In particular, the notion that rbgh only increases mastitis by
15%. This is not true!!!
If you look at the FDA FOI summary, you'll see that the
relative risk of clinical mastitis in rbgh-treated cows compared
to controls during the treatment period is 1.79 overall. That
means that there is a 79% increase in the rate of clinical
mastitis during the treatment period. Furthermore, if we look at
first calf heifers (i.e. cows going through their first
lactation), the relative risk is 1.97, or a 97% increase!!! In
addition, if we look at the data on relative risk of cases of
subclinical mastitis, the number is 1.81, an 81% increase!! I
think that what FDA is referring to as only a 15% increase in
clinical mastitis might be if you lumped the data from the entire
lactational cycle (i.e. if you include the first 9 weeks of data).
This is not good science. To compare the effect of bGH on
mastitis, one should only look at data from the treatment period.

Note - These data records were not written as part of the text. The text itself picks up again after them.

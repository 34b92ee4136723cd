//! Cache-first nickname reads backed by an out-of-band inquiry.
//!
//! A hit returns without suspending. A miss registers a waiter, sends one
//! inquiry, waits at most the configured bound and reads the cache again,
//! whatever the wait outcome was. A late update still lands in the store for
//! the next call.

#[cfg(test)]
mod resolver_test;

use std::sync::Arc;
use std::time::Duration;

use tracing::debug;
use tracing::instrument;
use tracing::warn;

use crate::metrics::CACHE_LOOKUPS;
use crate::metrics::INQUIRY_OUTCOMES;
use crate::IdentityKey;
use crate::IdentityPolicy;
use crate::NicknameStore;
use crate::RequestCorrelator;
use crate::Result;
use crate::Transport;
use crate::ValidationError;
use crate::WaitOutcome;

pub struct NameResolver {
    store: Arc<NicknameStore>,
    correlator: Arc<RequestCorrelator>,
    transport: Arc<dyn Transport>,
    policy: Arc<dyn IdentityPolicy>,
    inquiry_timeout: Duration,
}

impl NameResolver {
    pub fn new(
        store: Arc<NicknameStore>,
        correlator: Arc<RequestCorrelator>,
        transport: Arc<dyn Transport>,
        policy: Arc<dyn IdentityPolicy>,
        inquiry_timeout: Duration,
    ) -> Self {
        Self {
            store,
            correlator,
            transport,
            policy,
            inquiry_timeout,
        }
    }

    /// Returns the cached nickname for `key`, asking the remote side on a miss.
    ///
    /// # Returns
    /// - `Ok(Some(name))` when a nickname is cached, before or after the wait
    /// - `Ok(None)` when still unknown after the wait (including timeout)
    ///
    /// # Errors
    /// - [`crate::ValidationError::NotEligible`] for a miss on an ineligible key,
    ///   raised before any network activity
    /// - [`crate::TransportError`] when the inquiry cannot be queued
    #[instrument(skip(self), fields(key = %key))]
    pub async fn resolve(
        &self,
        key: IdentityKey,
    ) -> Result<Option<String>> {
        if let Some(nickname) = self.store.lookup(&key) {
            CACHE_LOOKUPS.with_label_values(&["hit"]).inc();
            debug!("cache hit");
            return Ok(Some(nickname));
        }
        CACHE_LOOKUPS.with_label_values(&["miss"]).inc();

        if !self.policy.is_eligible(&key) {
            return Err(ValidationError::NotEligible {
                key,
                account_type: key.account_type(),
            }
            .into());
        }

        let handle = self.correlator.register_waiter(key);
        if let Err(e) = self.transport.send_inquiry(key).await {
            self.correlator.cancel(handle);
            return Err(e);
        }

        match self.correlator.wait(handle, self.inquiry_timeout).await {
            WaitOutcome::Resolved => {
                INQUIRY_OUTCOMES.with_label_values(&["resolved"]).inc();
                debug!("inquiry resolved");
            }
            WaitOutcome::TimedOut => {
                INQUIRY_OUTCOMES.with_label_values(&["timed_out"]).inc();
                warn!(timeout = ?self.inquiry_timeout, "inquiry timed out, answering from cache");
            }
        }

        Ok(self.store.lookup(&key))
    }
}
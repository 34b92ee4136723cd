use std::sync::Arc;
use std::time::Duration;

use async_trait::async_trait;
use nick_sync::IdentityKey;
use nick_sync::InboundEvent;
use nick_sync::NicknameRecord;
use nick_sync::NicknameSession;
use nick_sync::OutboundMessage;
use nick_sync::ResultCode;
use nick_sync::SubmissionSink;
use nick_sync::WriteConfirmation;
use parking_lot::Mutex;
use tokio::sync::mpsc;
use tokio::task::JoinHandle;

/// Nickname the simulated remote refuses to store.
pub const FORBIDDEN_NICKNAME: &str = "forbidden";

/// Delay before the simulated remote answers an inquiry.
pub const INQUIRY_LATENCY: Duration = Duration::from_millis(50);

/// Remote-side nickname table, keyed by identity.
#[derive(Debug, Default)]
pub struct RemoteState {
    pub nicknames: Mutex<Vec<(IdentityKey, String)>>,
    pub inquiries: Mutex<Vec<IdentityKey>>,
    pub writes: Mutex<Vec<(IdentityKey, String)>>,
}

impl RemoteState {
    pub fn with_nickname(
        self,
        key: IdentityKey,
        nickname: &str,
    ) -> Self {
        self.nicknames.lock().push((key, nickname.to_string()));
        self
    }

    fn nickname(
        &self,
        key: IdentityKey,
    ) -> Option<String> {
        self.nicknames
            .lock()
            .iter()
            .find(|(known, _)| *known == key)
            .map(|(_, nickname)| nickname.clone())
    }
}

/// Answers outbound messages the way the remote service would: inquiries
/// with a nickname change (or a bare presence push when none is known) and
/// writes with a confirmation followed by the echo.
pub fn spawn_remote(
    session: Arc<NicknameSession>,
    state: Arc<RemoteState>,
    mut outbound: mpsc::Receiver<OutboundMessage>,
) -> JoinHandle<()> {
    tokio::spawn(async move {
        while let Some(message) = outbound.recv().await {
            match message {
                OutboundMessage::Inquiry { key } => {
                    state.inquiries.lock().push(key);
                    tokio::time::sleep(INQUIRY_LATENCY).await;
                    let event = match state.nickname(key) {
                        Some(nickname) => InboundEvent::NicknameChanged {
                            key,
                            nickname,
                            is_echo: false,
                        },
                        None => InboundEvent::PresenceUpdated { key },
                    };
                    session.handle_event(event);
                }
                OutboundMessage::SetNickname { job_id, key, nickname } => {
                    state.writes.lock().push((key, nickname.clone()));
                    let result = if nickname == FORBIDDEN_NICKNAME {
                        ResultCode::AccessDenied
                    } else {
                        ResultCode::Ok
                    };
                    session.handle_event(InboundEvent::WriteConfirmed(WriteConfirmation { job_id, result }));
                    if result.is_success() {
                        session.handle_event(InboundEvent::NicknameChanged {
                            key,
                            nickname,
                            is_echo: true,
                        });
                    }
                }
            }
        }
    })
}

#[derive(Debug, Default)]
pub struct CollectingSink {
    batches: Mutex<Vec<Vec<NicknameRecord>>>,
}

impl CollectingSink {
    pub fn batches(&self) -> Vec<Vec<NicknameRecord>> {
        self.batches.lock().clone()
    }
}

#[async_trait]
impl SubmissionSink for CollectingSink {
    async fn submit(
        &self,
        batch: Vec<NicknameRecord>,
    ) -> nick_sync::Result<()> {
        self.batches.lock().push(batch);
        Ok(())
    }
}
//! Per-session nickname cache.
//!
//! Absence of a key means "no nickname assigned". An empty nickname arriving
//! on any channel removes the key, so the map never holds empty strings.
//! The last update applied for a key wins, whichever channel delivered it.


use dashmap::DashMap;
use serde::Deserialize;
use serde::Serialize;
use tracing::debug;
use tracing::info;
use tracing::trace;

use crate::IdentityKey;

/// One element of a nickname listing.
#[derive(Debug, Clone, PartialEq, Eq)]
pub struct NicknameEntry {
    pub key: IdentityKey,
    pub nickname: String,
}

impl NicknameEntry {
    pub fn new(
        key: IdentityKey,
        nickname: impl Into<String>,
    ) -> Self {
        Self {
            key,
            nickname: nickname.into(),
        }
    }
}

/// Listing message as pushed by the remote side.
#[derive(Debug, Clone, Default, PartialEq, Eq)]
pub struct NicknameList {
    /// Every listed key is removed, whatever its nickname text
    pub removal: bool,
    /// Delta against earlier listings rather than an initial listing
    pub incremental: bool,
    pub entries: Vec<NicknameEntry>,
}

/// Exported view of a cache entry.
#[derive(Debug, Clone, PartialEq, Eq, Serialize, Deserialize)]
pub struct NicknameRecord {
    #[serde(rename = "SteamID64", with = "key_as_string")]
    pub key: IdentityKey,
    #[serde(rename = "Name")]
    pub name: String,
}

impl NicknameRecord {
    pub fn new(
        key: IdentityKey,
        name: impl Into<String>,
    ) -> Self {
        Self {
            key,
            name: name.into(),
        }
    }
}

mod key_as_string {
    use serde::de::Error as _;
    use serde::Deserialize;
    use serde::Deserializer;
    use serde::Serializer;

    use crate::IdentityKey;

    pub fn serialize<S: Serializer>(
        key: &IdentityKey,
        serializer: S,
    ) -> Result<S::Ok, S::Error> {
        serializer.serialize_str(&key.to_string())
    }

    pub fn deserialize<'de, D: Deserializer<'de>>(deserializer: D) -> Result<IdentityKey, D::Error> {
        let raw = String::deserialize(deserializer)?;
        raw.parse().map_err(D::Error::custom)
    }
}

#[derive(Debug, Clone, Copy, PartialEq, Eq)]
pub enum PointChangeOutcome {
    Set,
    Removed,
}

#[derive(Debug, Default)]
pub struct NicknameStore {
    entries: DashMap<IdentityKey, String>,
}

impl NicknameStore {
    pub fn new() -> Self {
        Self::default()
    }

    /// Applies an authoritative listing for the listed keys only.
    ///
    /// Keys missing from `entries` are left alone; eviction needs an explicit
    /// empty nickname.
    pub fn apply_snapshot(
        &self,
        entries: &[NicknameEntry],
    ) {
        for entry in entries {
            self.set_or_remove(entry.key, &entry.nickname);
        }
        trace!(count = entries.len(), "applied nickname snapshot");
    }

    /// Applies a full listing message, honoring its removal flag.
    pub fn apply_list(
        &self,
        list: &NicknameList,
    ) {
        debug!(
            removal = list.removal,
            incremental = list.incremental,
            count = list.entries.len(),
            "nickname list received"
        );

        if list.removal {
            for entry in &list.entries {
                self.remove(&entry.key);
            }
        } else {
            self.apply_snapshot(&list.entries);
        }
    }

    /// Applies a single-key change. `is_echo` marks a change this session
    /// caused itself; it only affects logging.
    pub fn apply_point_change(
        &self,
        key: IdentityKey,
        nickname: &str,
        is_echo: bool,
    ) -> PointChangeOutcome {
        let outcome = self.set_or_remove(key, nickname);
        if !is_echo {
            // another client changed it
            info!("{} = {}", key.render(), nickname);
        }
        outcome
    }

    pub fn lookup(
        &self,
        key: &IdentityKey,
    ) -> Option<String> {
        self.entries.get(key).map(|nickname| nickname.value().clone())
    }

    pub fn remove(
        &self,
        key: &IdentityKey,
    ) -> Option<String> {
        self.entries.remove(key).map(|(_, nickname)| nickname)
    }

    /// Sorted by key.
    pub fn entries(&self) -> Vec<NicknameRecord> {
        let mut records: Vec<NicknameRecord> = self
            .entries
            .iter()
            .map(|entry| NicknameRecord::new(*entry.key(), entry.value().clone()))
            .collect();
        records.sort_by_key(|record| record.key);
        records
    }

    pub fn len(&self) -> usize {
        self.entries.len()
    }

    pub fn is_empty(&self) -> bool {
        self.entries.is_empty()
    }

    pub fn clear(&self) {
        self.entries.clear();
    }

    fn set_or_remove(
        &self,
        key: IdentityKey,
        nickname: &str,
    ) -> PointChangeOutcome {
        if nickname.is_empty() {
            self.entries.remove(&key);
            PointChangeOutcome::Removed
        } else {
            self.entries.insert(key, nickname.to_string());
            PointChangeOutcome::Set
        }
    }
}
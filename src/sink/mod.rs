//! Destination for exported nickname batches.


use async_trait::async_trait;
#[cfg(test)]
use mockall::automock;
use tracing::info;

use crate::DeliveryError;
use crate::NicknameRecord;
use crate::Result;

#[cfg_attr(test, automock)]
#[async_trait]
pub trait SubmissionSink: Send + Sync + 'static {
    /// Delivers one flushed batch. Called at most once per flush cycle; a
    /// failed batch is not offered again.
    ///
    /// # Errors
    /// - [`crate::DeliveryError`] when the sink refuses or cannot be reached
    async fn submit(
        &self,
        batch: Vec<NicknameRecord>,
    ) -> Result<()>;
}

/// Writes each batch as a JSON array to the log at info level.
#[derive(Debug, Default, Clone, Copy)]
pub struct LoggingSink;

impl LoggingSink {
    pub fn new() -> Self {
        Self
    }
}

#[async_trait]
impl SubmissionSink for LoggingSink {
    async fn submit(
        &self,
        batch: Vec<NicknameRecord>,
    ) -> Result<()> {
        let payload = serde_json::to_string(&batch).map_err(DeliveryError::from)?;
        info!(size = batch.len(), "nickname export: {}", payload);
        Ok(())
    }
}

If you wanted to look at the entire lactational cycle, you should
have data on cows treated for the entire lactational cycle. I've
never seen any such data, but would be willing to bet that the
increase in clinical mastitis would be higher than 100% if it were
given during the entire lactational cycle.
Further, you should know that the data FDA used is a very
selective rendering of all the studies. For example, they didn't
include the Vermont Jersey study which demonstrated a four-fold
increase in the number of cows treated for clinical mastitis and a
seven-fold increase in the number of cases of clinical mastitis.
This study is a pivotal study, but it is only pivotal for
injection site syndrome. Further, there has been much suppression
on any adverse health effects. A big example is the Cornell
trials (which involved 84 animals--42 controls and 42 treated).
When Bauman et al. published the results in the J. of Dairy
Science, they said that they observed no catastrophic adverse
health effects. They also made a point of saying that to detect
"subtle" differences in effects on cow health requires larger
sample sizes and that they would lump the data from the Cornell
trials with other data so that the sample sizes would be larger.
It turns out, from looking at info in the FDA FOI summary and from
slides from the VMAC (Vet. Med. Advisory Cmtee) meeting on March
31, that the real data on clinical mastitis from Cornell is pretty
bad: cases of clinical mastitis went from 4 out of 42 in controls
to 14 out of 42 in rbGH-treated animal!! I think that a 3.5-fold
difference is more than a "subtle" health effect. I mean, 33% of
all rbGH-treated animals getting mastitis is pretty significant
and should constitute a catastrophic increase.